La rimonta tedesca elimina il Braga, Friburgo in finale con il Villa

Nell’altra semifinale di ritorno dell’Europa League, il Friburgo ha completato una rimonta di quelle che restano negli archivi della competizione. I tedeschi, che all’andata in Portogallo avevano perso 2-1 contro lo Sporting Braga, si sono imposti per 3-1 tra le mura amiche, ribaltando la qualificazione grazie a una doppietta di Kubler e al sigillo di Mazambi. Dall’altra parte, a nulla è servita la rete di Pau Victor, che aveva tenuto aperta la speranza per i lusitani. L’incontro, giocato al di là di ogni pronostico con un’intensità notevole, ha sancito così il passaggio del turno per la formazione allenata da chi siede sulla panchina tedesca. Il Friburgo, va detto, nel corso della fase campionato aveva già incontrato gli italiani del Bologna al Dall’Ara, pareggiando per 1-1; lo stesso Bologna, tra l’altro, era stato eliminato proprio dall’Aston Villa nei turni precedenti. La finale del 20 maggio, con fischio d’inizio alle ore 21, si giocherà al Besiktas Park di Istanbul: una sfida che mette di fronte l’efficacia inglese del Villa – capace di asfaltare il Forest dopo aver perso l’andata – e la resilienza teutonica del Friburgo.

Conference League, Crystal Palace contro Rayo Vallecano per la coppa

L’Inghilterra, dopo aver già piazzato l’Arsenal in finale di Champions League, avrà due rappresentanti anche nelle altre due finali europee. In Conference League, infatti, il Crystal Palace se la vedrà con gli spagnoli del Rayo Vallecano: l’appuntamento è fissato per mercoledì 27 maggio, sempre alle 21, alla Red Bull Arena di Lipsia. Le semifinali di ritorno del terzo torneo continentale, va precisato, non hanno riservato particolari sorprese – almeno in termini di identità delle finaliste – ma hanno comunque confermato la crescita delle squadre di secondo piano in Inghilterra e Spagna. Il Rayo Vallecano, dal canto suo, arriva a questa finale dopo un percorso caratterizzato da partite molto fisiche e da una capacità di sofferenza difensiva non comune, mentre il Crystal Palace ha mostrato un’evidente maturità europea, gestendo i momenti chiave senza mai sbilanciarsi. Nemmeno in questo caso, si noti, le due finali di coppa presentano squadre abituate a giocarsi il Titolo ogni anno: proprio per questo l’edizione 2025-2026 delle competizioni UEFA offre un copione inedito, dove nomi come Friburgo, Rayo e Palace vanno a scrivere pagine nuove della loro storia.

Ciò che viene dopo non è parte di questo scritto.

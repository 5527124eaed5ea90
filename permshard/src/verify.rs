//! Consistency check for a combined output file.
//!
//! Re-reads the file in a single streaming pass and checks it against the
//! guarantees a successful run gives: `n!` records, no duplicates, every line
//! a well-formed record of `n` elements, and records grouped by head in one
//! contiguous block per head.

use std::collections::HashSet;
use std::fs::File;
use std::io::{BufRead, BufReader};
use std::path::{Path, PathBuf};

use tracing::{info, warn};

use crate::error::StorageError;
use crate::permute::factorial;
use crate::record::{parse_record, record_head};

/// Findings of [`verify_combined`].
#[derive(Debug, Clone, PartialEq, Eq)]
pub struct VerifyReport {
    /// File that was checked
    pub path: PathBuf,
    /// Records (lines) found
    pub records: u64,
    /// Records a complete run of length `n` produces, `None` if `n!` overflows.
    /// An empty input produces no tasks and therefore no records.
    pub expected: Option<u64>,
    /// Lines identical to an earlier line
    pub duplicates: u64,
    /// Lines that are not a record of the expected length
    pub malformed: u64,
    /// Records whose head returns to a head already closed off earlier
    pub order_violations: u64,
    /// Distinct heads in order of first appearance
    pub heads: Vec<String>,
}

impl VerifyReport {
    /// True when the file holds exactly the permutations of a run.
    pub fn is_valid(&self) -> bool {
        self.expected == Some(self.records)
            && self.duplicates == 0
            && self.malformed == 0
            && self.order_violations == 0
    }
}

/// Check the combined output at `path` for an input of length `n`.
///
/// Duplicate detection keeps every distinct line in memory, so this is meant
/// for inputs small enough to enumerate comfortably.
pub fn verify_combined(path: &Path, n: usize) -> Result<VerifyReport, StorageError> {
    let file = File::open(path).map_err(|e| StorageError::read(path, e))?;
    let reader = BufReader::new(file);

    let mut seen: HashSet<String> = HashSet::new();
    let mut heads: Vec<String> = Vec::new();
    let mut records = 0u64;
    let mut duplicates = 0u64;
    let mut malformed = 0u64;
    let mut order_violations = 0u64;

    for line in reader.lines() {
        let line = line.map_err(|e| StorageError::read(path, e))?;
        records += 1;

        let well_formed = matches!(parse_record(&line), Ok(elements) if elements.len() == n);
        if !well_formed {
            malformed += 1;
        }

        if let Some(head) = record_head(&line) {
            match heads.iter().position(|h| h == head) {
                None => heads.push(head.to_string()),
                Some(pos) if pos + 1 != heads.len() => order_violations += 1,
                Some(_) => {}
            }
        }

        if !seen.insert(line) {
            duplicates += 1;
        }
    }

    let report = VerifyReport {
        path: path.to_path_buf(),
        records,
        expected: if n == 0 { Some(0) } else { factorial(n) },
        duplicates,
        malformed,
        order_violations,
        heads,
    };

    if report.is_valid() {
        info!(path = %path.display(), records, "Combined output verified");
    } else {
        warn!(
            path = %path.display(),
            records,
            expected = ?report.expected,
            duplicates,
            malformed,
            order_violations,
            "Combined output failed verification"
        );
    }

    Ok(report)
}
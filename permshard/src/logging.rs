//! Logging infrastructure for permshard.
//!
//! Provides structured logging with file output and optional console output:
//! - Writes to the configured log file (cleared on session start)
//! - Optionally mirrors to stdout for interactive runs
//! - Configurable via RUST_LOG environment variable

use std::fs;
use std::io;
use std::path::Path;
use tracing_appender::non_blocking::WorkerGuard;
use tracing_subscriber::fmt::format::FmtSpan;
use tracing_subscriber::layer::SubscriberExt;
use tracing_subscriber::util::SubscriberInitExt;
use tracing_subscriber::EnvFilter;

/// Guard that must be kept alive for the duration of logging.
///
/// Dropping this guard will flush and close the log file writer.
pub struct LoggingGuard {
    _file_guard: WorkerGuard,
}

/// Initialize logging system.
///
/// Creates the log directory if needed, clears the previous log file, and
/// installs the global subscriber.
///
/// # Arguments
///
/// * `log_dir` - Directory for log files
/// * `log_file` - Log filename (e.g., "permshard.log")
/// * `stdout_enabled` - Also write log lines to stdout
/// * `debug` - Use `debug` as the default level instead of `info`
///
/// # Errors
///
/// Returns error if the log directory cannot be created or the log file
/// cannot be cleared.
pub fn init_logging(
    log_dir: &Path,
    log_file: &str,
    stdout_enabled: bool,
    debug: bool,
) -> Result<LoggingGuard, io::Error> {
    fs::create_dir_all(log_dir)?;

    // Truncate so each session starts with a fresh log
    fs::write(log_dir.join(log_file), "")?;

    let file_appender = tracing_appender::rolling::never(log_dir, log_file);
    let (non_blocking_file, file_guard) = tracing_appender::non_blocking(file_appender);

    let file_layer = tracing_subscriber::fmt::layer()
        .with_writer(non_blocking_file)
        .with_ansi(false)
        .with_thread_names(true)
        .with_span_events(FmtSpan::CLOSE);

    let stdout_layer = stdout_enabled.then(|| {
        tracing_subscriber::fmt::layer()
            .with_writer(io::stdout)
            .with_ansi(true)
            .with_target(false)
    });

    let default_level = default_level(debug);
    let env_filter =
        EnvFilter::try_from_default_env().unwrap_or_else(|_| EnvFilter::new(default_level));

    tracing_subscriber::registry()
        .with(env_filter)
        .with(file_layer)
        .with(stdout_layer)
        .try_init()
        .map_err(|e| io::Error::new(io::ErrorKind::Other, e))?;

    Ok(LoggingGuard {
        _file_guard: file_guard,
    })
}

/// Filter directive used when RUST_LOG is not set.
pub fn default_level(debug: bool) -> &'static str {
    if debug {
        "debug"
    } else {
        "info"
    }
}
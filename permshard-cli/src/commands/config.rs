//! Configuration management CLI commands.
//!
//! Provides `config path`, `config show`, and `config init`.

use std::path::{Path, PathBuf};

use clap::Subcommand;
use permshard::config::{config_file_path, ConfigFile};

use crate::error::CliError;

/// Config subcommands.
#[derive(Debug, Subcommand)]
pub enum ConfigCommands {
    /// Show the configuration file path
    Path,

    /// Print the effective configuration values
    Show,

    /// Write a default configuration file if none exists
    Init,
}

/// Run a config subcommand.
pub fn run(command: ConfigCommands, config_path: Option<PathBuf>) -> Result<(), CliError> {
    let path = config_path.unwrap_or_else(config_file_path);
    match command {
        ConfigCommands::Path => run_path(&path),
        ConfigCommands::Show => run_show(&path),
        ConfigCommands::Init => run_init(&path),
    }
}

fn run_path(path: &Path) -> Result<(), CliError> {
    println!("{}", path.display());
    Ok(())
}

fn run_show(path: &Path) -> Result<(), CliError> {
    let config = ConfigFile::load_from(path)?;
    let max_workers = match config.workers.max_workers {
        0 => "auto".to_string(),
        n => n.to_string(),
    };

    println!("Configuration Settings");
    println!("======================");
    println!();
    println!("[output]");
    println!("directory = {}", config.output.directory.display());
    println!("combined_file = {}", config.output.combined_file.display());
    println!("naming = {}", config.output.naming);
    println!();
    println!("[workers]");
    println!("max_workers = {}", max_workers);
    println!();
    println!("[logging]");
    println!("file = {}", config.logging.file.display());

    Ok(())
}

fn run_init(path: &Path) -> Result<(), CliError> {
    if ConfigFile::ensure_exists_at(path)? {
        println!("Created {}", path.display());
    } else {
        println!("Configuration already exists at {}", path.display());
    }
    Ok(())
}
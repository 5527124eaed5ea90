//! The ordered input to a pipeline run.

use std::collections::HashMap;
use std::fmt::Display;

use crate::error::{PipelineError, PipelineResult};
use crate::record::check_element_text;

/// Length of the reference input used when no elements are supplied.
pub const REFERENCE_INPUT_LEN: u32 = 10;

/// An ordered sequence of distinct, printable elements.
///
/// Immutable once built. Elements are distinct both by `PartialEq` and by
/// display text, and every display text is usable inside a record, so each
/// permutation is written as its own unique, parseable line.
#[derive(Debug, Clone, PartialEq, Eq)]
pub struct InputSequence<T> {
    elements: Vec<T>,
}

impl<T> InputSequence<T>
where
    T: PartialEq + Display,
{
    /// Build a sequence, rejecting repeated elements and element text that
    /// cannot be written into a record.
    pub fn new(elements: Vec<T>) -> PipelineResult<Self> {
        let mut texts: HashMap<String, usize> = HashMap::with_capacity(elements.len());

        for (i, element) in elements.iter().enumerate() {
            if let Some(j) = elements[..i].iter().position(|e| e == element) {
                return Err(PipelineError::InvalidInput(format!(
                    "element '{}' appears at positions {} and {}",
                    element, j, i
                )));
            }

            let text = element.to_string();
            if let Err(reason) = check_element_text(&text) {
                return Err(PipelineError::InvalidInput(format!(
                    "element '{}' at position {}: {}",
                    text.escape_debug(),
                    i,
                    reason
                )));
            }
            if let Some(j) = texts.insert(text, i) {
                return Err(PipelineError::InvalidInput(format!(
                    "elements at positions {} and {} have the same text '{}'",
                    j, i, element
                )));
            }
        }
        Ok(Self { elements })
    }
}

impl<T> InputSequence<T> {
    /// Number of elements.
    pub fn len(&self) -> usize {
        self.elements.len()
    }

    pub fn is_empty(&self) -> bool {
        self.elements.is_empty()
    }

    pub fn elements(&self) -> &[T] {
        &self.elements
    }

    pub fn iter(&self) -> std::slice::Iter<'_, T> {
        self.elements.iter()
    }

    /// The element at `index` and every other element in their original order.
    pub fn split_at_index(&self, index: usize) -> Option<(&T, Vec<&T>)> {
        let fixed = self.elements.get(index)?;
        let rest = self
            .elements
            .iter()
            .enumerate()
            .filter(|&(i, _)| i != index)
            .map(|(_, e)| e)
            .collect();
        Some((fixed, rest))
    }
}

impl InputSequence<u32> {
    /// The integers `1..=10`.
    pub fn reference() -> Self {
        Self {
            elements: (1..=REFERENCE_INPUT_LEN).collect(),
        }
    }
}

impl<'a, T> IntoIterator for &'a InputSequence<T> {
    type Item = &'a T;
    type IntoIter = std::slice::Iter<'a, T>;

    fn into_iter(self) -> Self::IntoIter {
        self.elements.iter()
    }
}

Cronaca di una semifinale senza storia, Lucca in campo nei minuti finali

Tornando alla débâcle del Nottingham Forest, è opportuno soffermarsi su quanto accaduto nella ripresa del match di ritorno. La squadra che aveva vinto l’andata per 1-0 – e che quindi partiva con un vantaggio minimo ma prezioso – è crollata sotto i colpi degli avversari già nella prima frazione di gioco, subendo un gol che ha riequilibrato immediatamente il computo complessivo. Dal momento in cui il Villa ha trovato il raddoppio, poco dopo l’intervallo, la partita è scivolata via senza più storia. L’ingresso di Lorenzo Lucca al 71’, con il punteggio sul 2-0, è apparso più come un tentativo di cambiare fisicità in attacco che come una vera e propria mossa disperata: un tentativo, peraltro, vanificato dalle reti di McGinn nei minuti successivi, che hanno trasformato un passivo pesante in una vera e propria goleada. Per l’attaccante classe 2000, cresciuto nel vivaio del Palermo prima dell’approdo all’Udinese, si tratta comunque di minuti preziosi in termini di esperienza europea: giocare una semifinale continentale, sia pure solo per un quarto d’ora più recupero, resta un bagaglio che pochi calciatori italiani possono vantare in questa stagione. Il dato cronologico – circa ventitré minuti effettivi, considerando i quattro di recupero – racconta di un’occasione mancata per incidere, ma non di un fallimento individuale, in un contesto ormai compromesso.